-- What you should do --
Your response must be made up of each line in the data below that contains the string "false".

►

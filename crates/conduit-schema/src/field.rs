use serde_json::{json, Value};

use crate::object::ObjectSchema;

/// The type a single property accepts.
#[derive(Debug, Clone, PartialEq)]
pub enum FieldType {
    Any,
    String,
    Integer,
    Number,
    Boolean,
    Object(ObjectSchema),
    Array(Box<FieldSchema>),
    /// Accepts a value matching any of the variants.
    OneOf(Vec<FieldSchema>),
}

/// A property definition inside an [`ObjectSchema`].
#[derive(Debug, Clone, PartialEq)]
pub struct FieldSchema {
    pub field_type: FieldType,
    pub required: bool,
    pub nullable: bool,
    pub description: Option<String>,
    /// Lower bound for integer and number fields.
    pub minimum: Option<i64>,
}

impl FieldSchema {
    pub fn new(field_type: FieldType) -> Self {
        Self {
            field_type,
            required: true,
            nullable: false,
            description: None,
            minimum: None,
        }
    }

    pub fn any() -> Self {
        Self::new(FieldType::Any)
    }

    pub fn string() -> Self {
        Self::new(FieldType::String)
    }

    pub fn integer() -> Self {
        Self::new(FieldType::Integer)
    }

    pub fn number() -> Self {
        Self::new(FieldType::Number)
    }

    pub fn boolean() -> Self {
        Self::new(FieldType::Boolean)
    }

    pub fn object(schema: ObjectSchema) -> Self {
        Self::new(FieldType::Object(schema))
    }

    pub fn array(items: FieldSchema) -> Self {
        Self::new(FieldType::Array(Box::new(items)))
    }

    pub fn one_of(variants: Vec<FieldSchema>) -> Self {
        Self::new(FieldType::OneOf(variants))
    }

    pub fn optional(mut self) -> Self {
        self.required = false;
        self
    }

    pub fn nullable(mut self) -> Self {
        self.nullable = true;
        self
    }

    pub fn describe(mut self, description: impl Into<String>) -> Self {
        self.description = Some(description.into());
        self
    }

    pub fn minimum(mut self, minimum: i64) -> Self {
        self.minimum = Some(minimum);
        self
    }

    pub fn is_array(&self) -> bool {
        matches!(self.field_type, FieldType::Array(_))
    }

    /// Wrap this field so it accepts either a single value or a list of values.
    /// For array fields the single value is one item of the array.
    pub(crate) fn or_array(&self) -> FieldSchema {
        let item = match &self.field_type {
            FieldType::Array(items) => (**items).clone(),
            _ => FieldSchema {
                required: true,
                description: None,
                ..self.clone()
            },
        };
        FieldSchema {
            field_type: FieldType::OneOf(vec![item.clone(), FieldSchema::array(item)]),
            required: self.required,
            nullable: self.nullable,
            description: self.description.clone(),
            minimum: None,
        }
    }

    pub(crate) fn deep_optional(&self) -> FieldSchema {
        let field_type = match &self.field_type {
            FieldType::Object(schema) => FieldType::Object(schema.deep_optional()),
            FieldType::Array(items) => FieldType::Array(Box::new(items.deep_optional())),
            FieldType::OneOf(variants) => {
                FieldType::OneOf(variants.iter().map(FieldSchema::deep_optional).collect())
            }
            other => other.clone(),
        };
        FieldSchema {
            field_type,
            required: false,
            ..self.clone()
        }
    }

    pub fn type_name(&self) -> String {
        let base = match &self.field_type {
            FieldType::Any => "any".to_string(),
            FieldType::String => "string".to_string(),
            FieldType::Integer => "integer".to_string(),
            FieldType::Number => "number".to_string(),
            FieldType::Boolean => "boolean".to_string(),
            FieldType::Object(_) => "object".to_string(),
            FieldType::Array(items) => format!("{}[]", items.type_name()),
            FieldType::OneOf(variants) => variants
                .iter()
                .map(FieldSchema::type_name)
                .collect::<Vec<_>>()
                .join(" | "),
        };
        if self.nullable {
            format!("{base} | null")
        } else {
            base
        }
    }

    pub(crate) fn to_json_schema(&self) -> Value {
        let mut schema = match &self.field_type {
            FieldType::Any => json!({}),
            FieldType::String => json!({"type": "string"}),
            FieldType::Integer => json!({"type": "integer"}),
            FieldType::Number => json!({"type": "number"}),
            FieldType::Boolean => json!({"type": "boolean"}),
            FieldType::Object(schema) => schema.to_json_schema(),
            FieldType::Array(items) => json!({"type": "array", "items": items.to_json_schema()}),
            FieldType::OneOf(variants) => json!({
                "anyOf": variants.iter().map(FieldSchema::to_json_schema).collect::<Vec<_>>()
            }),
        };
        if let (Some(minimum), Some(obj)) = (self.minimum, schema.as_object_mut()) {
            if matches!(self.field_type, FieldType::Integer | FieldType::Number) {
                obj.insert("minimum".into(), json!(minimum));
            }
        }
        if self.nullable {
            schema = json!({"anyOf": [schema, {"type": "null"}]});
        }
        if let (Some(description), Some(obj)) = (&self.description, schema.as_object_mut()) {
            obj.insert("description".into(), Value::String(description.clone()));
        }
        schema
    }
}

#[cfg(test)]
mod tests {
    use super::*;
    use crate::error::Violation;

    fn violations(field: FieldSchema, value: Value) -> Vec<Violation> {
        ObjectSchema::new()
            .property("f", field)
            .validate(&json!({ "f": value }))
            .err()
            .map(|e| e.violations)
            .unwrap_or_default()
    }

    #[test]
    fn scalar_types_accept_matching_values() {
        assert!(violations(FieldSchema::string(), json!("a")).is_empty());
        assert!(violations(FieldSchema::integer(), json!(3)).is_empty());
        assert!(violations(FieldSchema::number(), json!(3.5)).is_empty());
        assert!(violations(FieldSchema::boolean(), json!(true)).is_empty());
        assert!(violations(FieldSchema::any(), json!({"x": 1})).is_empty());
    }

    #[test]
    fn integer_rejects_float() {
        let out = violations(FieldSchema::integer(), json!(1.5));
        assert_eq!(out.len(), 1);
        assert_eq!(out[0].path, "f");
    }

    #[test]
    fn null_requires_nullable() {
        assert_eq!(violations(FieldSchema::string(), Value::Null).len(), 1);
        assert!(violations(FieldSchema::string().nullable(), Value::Null).is_empty());
    }

    #[test]
    fn array_reports_item_paths() {
        let out = violations(FieldSchema::array(FieldSchema::string()), json!(["a", 2]));
        assert_eq!(out.len(), 1);
        assert_eq!(out[0].path, "f[1]");
    }

    #[test]
    fn minimum_bounds_integers() {
        let field = FieldSchema::integer().minimum(0);
        assert!(violations(field.clone(), json!(0)).is_empty());
        assert_eq!(violations(field, json!(-1)).len(), 1);
        assert_eq!(
            FieldSchema::integer().minimum(0).to_json_schema(),
            json!({"type": "integer", "minimum": 0})
        );
    }

    #[test]
    fn or_array_accepts_scalar_or_list() {
        let field = FieldSchema::string().or_array();
        assert!(violations(field.clone(), json!("a")).is_empty());
        assert!(violations(field.clone(), json!(["a", "b"])).is_empty());
        assert_eq!(violations(field, json!(5)).len(), 1);
    }

    #[test]
    fn or_array_on_array_accepts_single_item() {
        let field = FieldSchema::array(FieldSchema::string()).or_array();
        assert!(violations(field.clone(), json!("a")).is_empty());
        assert!(violations(field.clone(), json!(["a"])).is_empty());
        assert_eq!(violations(field, json!([1])).len(), 1);
    }

    #[test]
    fn or_array_on_any_accepts_lists() {
        let field = FieldSchema::any().or_array();
        assert!(violations(field, json!(["a", 1])).is_empty());
    }

    #[test]
    fn json_schema_for_nullable_field() {
        let schema = FieldSchema::string().nullable().to_json_schema();
        assert_eq!(schema, json!({"anyOf": [{"type": "string"}, {"type": "null"}]}));
    }

    #[test]
    fn json_schema_for_variants() {
        let schema = FieldSchema::string().or_array().to_json_schema();
        assert_eq!(
            schema,
            json!({"anyOf": [{"type": "string"}, {"type": "array", "items": {"type": "string"}}]})
        );
    }
}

◄

-- Answer for the task --
            nullable: false,
        self.required = false;
            required: false,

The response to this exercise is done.